Exmormonology Ep. 58 An Intimate Interview with Amy Logan, Pt. 1
Jim turns the mic around and ask me some questions that I have never been asked before in regards to my mormon faith crisis. What a person goes through as they are deconstructing their religious brain is very intense. The thoughts and feelings seem to come at you so fast, you often cannot make sense of it all. You feel overwhelmed, betrayed and lonely. I did too.
I did not know the direction this particular episode would take. It went places I have not gone in a very long time.

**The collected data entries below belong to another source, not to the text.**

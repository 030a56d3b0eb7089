//! Request tracing middleware for the server side.
//!
//! [`McpTracingLayer`] wraps any `Service<ServerRequest>` and runs each call
//! inside an `mcp_request` span carrying the method, request id, session and
//! a short subject (tool name, resource URI, prompt name).
//!
//! Completions are logged at `DEBUG`, error replies at `WARN`. Calls slower
//! than [`McpTracingLayer::slow_after`] are also reported at `WARN`.
//!
//! ```rust
//! use std::time::Duration;
//! use tower::ServiceBuilder;
//! use mcp_conduit::{McpServer, McpTracingLayer};
//! use mcp_conduit::transport::StdioTransport;
//!
//! let service = ServiceBuilder::new()
//!     .layer(McpTracingLayer::new().slow_after(Duration::from_secs(2)))
//!     .service(McpServer::new("my-server", "1.0.0"));
//! let transport = StdioTransport::new(service);
//! ```

use std::convert::Infallible;
use std::task::{Context, Poll};
use std::time::{Duration, Instant};

use futures::future::BoxFuture;
use tower::Layer;
use tower_service::Service;
use tracing::Instrument;

use crate::protocol::{JsonRpcMessage, methods};
use crate::server::{ServerRequest, ServerResponse};

#[derive(Debug, Clone, Copy, Default)]
pub struct McpTracingLayer {
    slow_after: Option<Duration>,
}

impl McpTracingLayer {
    pub fn new() -> Self {
        Self::default()
    }

    /// Warn about requests that take longer than `threshold`.
    pub fn slow_after(mut self, threshold: Duration) -> Self {
        self.slow_after = Some(threshold);
        self
    }
}

impl<S> Layer<S> for McpTracingLayer {
    type Service = McpTracingService<S>;

    fn layer(&self, inner: S) -> Self::Service {
        McpTracingService {
            inner,
            slow_after: self.slow_after,
        }
    }
}

/// Service produced by [`McpTracingLayer`].
#[derive(Debug, Clone)]
pub struct McpTracingService<S> {
    inner: S,
    slow_after: Option<Duration>,
}

impl<S> Service<ServerRequest> for McpTracingService<S>
where
    S: Service<ServerRequest, Response = ServerResponse, Error = Infallible>,
    S::Future: Send + 'static,
{
    type Response = ServerResponse;
    type Error = Infallible;
    type Future = BoxFuture<'static, Result<ServerResponse, Infallible>>;

    fn poll_ready(&mut self, cx: &mut Context<'_>) -> Poll<Result<(), Infallible>> {
        self.inner.poll_ready(cx)
    }

    fn call(&mut self, req: ServerRequest) -> Self::Future {
        let method = req.message.method.clone().unwrap_or_default();
        let span = tracing::info_span!(
            "mcp_request",
            method = %method,
            id = req.message.id.as_ref().map(|id| id.to_string()),
            session = req.session_id.as_deref(),
            subject = subject(&req.message),
        );
        let notification = req.message.id.is_none();
        let slow_after = self.slow_after;
        let started = Instant::now();
        let fut = self.inner.call(req);

        Box::pin(
            async move {
                let Ok(response) = fut.await;
                let elapsed = started.elapsed();
                let elapsed_ms = elapsed.as_millis() as u64;

                if let Some(err) = response.message.as_ref().and_then(|m| m.error.as_ref()) {
                    tracing::warn!(code = err.code, error = %err.message, elapsed_ms, "Request failed");
                } else if notification {
                    tracing::trace!("Notification handled");
                } else {
                    tracing::debug!(elapsed_ms, "Request completed");
                }

                if slow_after.is_some_and(|limit| elapsed > limit) {
                    tracing::warn!(elapsed_ms, "Slow request");
                }

                Ok(response)
            }
            .instrument(span),
        )
    }
}

/// What a request is about, for the span: tool or prompt name, resource URI.
fn subject(message: &JsonRpcMessage) -> Option<String> {
    let key = match message.method.as_deref()? {
        methods::TOOLS_CALL | methods::PROMPTS_GET => "name",
        methods::RESOURCES_READ => "uri",
        _ => return None,
    };
    message
        .params
        .as_ref()?
        .get(key)?
        .as_str()
        .map(str::to_string)
}

#[cfg(test)]
mod tests {
    use super::*;
    use crate::McpServer;
    use serde_json::json;
    use tower::ServiceExt;

    #[test]
    fn test_subject() {
        let call = JsonRpcMessage::request(1, methods::TOOLS_CALL)
            .with_params(json!({"name": "add", "arguments": {}}));
        assert_eq!(subject(&call).as_deref(), Some("add"));

        let read = JsonRpcMessage::request(2, methods::RESOURCES_READ)
            .with_params(json!({"uri": "file:///a.txt"}));
        assert_eq!(subject(&read).as_deref(), Some("file:///a.txt"));

        assert_eq!(subject(&JsonRpcMessage::request(3, methods::PING)), None);
        assert_eq!(
            subject(&JsonRpcMessage::request(4, methods::PROMPTS_GET)),
            None
        );
    }

    #[tokio::test]
    async fn test_layer_passes_responses_through() {
        let service = McpTracingLayer::new()
            .slow_after(Duration::ZERO)
            .layer(McpServer::new("traced", "1.0.0"));

        let resp = service
            .oneshot(ServerRequest::new(JsonRpcMessage::request(1, "missing")))
            .await
            .unwrap();
        assert_eq!(resp.message.unwrap().error.unwrap().code, -32601);
    }

    #[tokio::test]
    async fn test_notifications_have_no_reply() {
        let service = McpTracingLayer::new().layer(McpServer::new("traced", "1.0.0"));

        let resp = service
            .oneshot(ServerRequest::new(JsonRpcMessage::notification(
                "notifications/initialized",
            )))
            .await
            .unwrap();
        assert!(resp.message.is_none());
    }
}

We had to break this down into two parts.
Take a walk with me, down memory lane as I share with you stories I have never spoken about publicly as my brain deconstructed all of it and how I came back to myself.
We spoke a little tiny bit about me growing up in the mormon church in the 70s & 80s and then we spend some time meanduring corners of my mind on topics along the lines of
of being all in as a believing mormon and what that meant to me
when the church became true for me
being a young woman in the church
connecting the spirit to the church being true with a capital T
my testimony
people IN the church
how the church “owns” the source of love and how that creates testimony
the unraveling of mormonism and confusion
manipulation and fear tactics
the problem with how we are presented with authority
trusting myself
staying in the believing closet
deconstruction in sacrament meeting
what does this all REALLY mean
how the answers I was being given were no longer going to work
how my whole life didn’t feel TRUE anymore
thoughts about my life being a fraud
having to step out of my comfort zone
why sex should be fun
my tipping point
the mormon road map
mormon harlequin romance novels and EFY music
my body and garments
and more.
Part two coming next week.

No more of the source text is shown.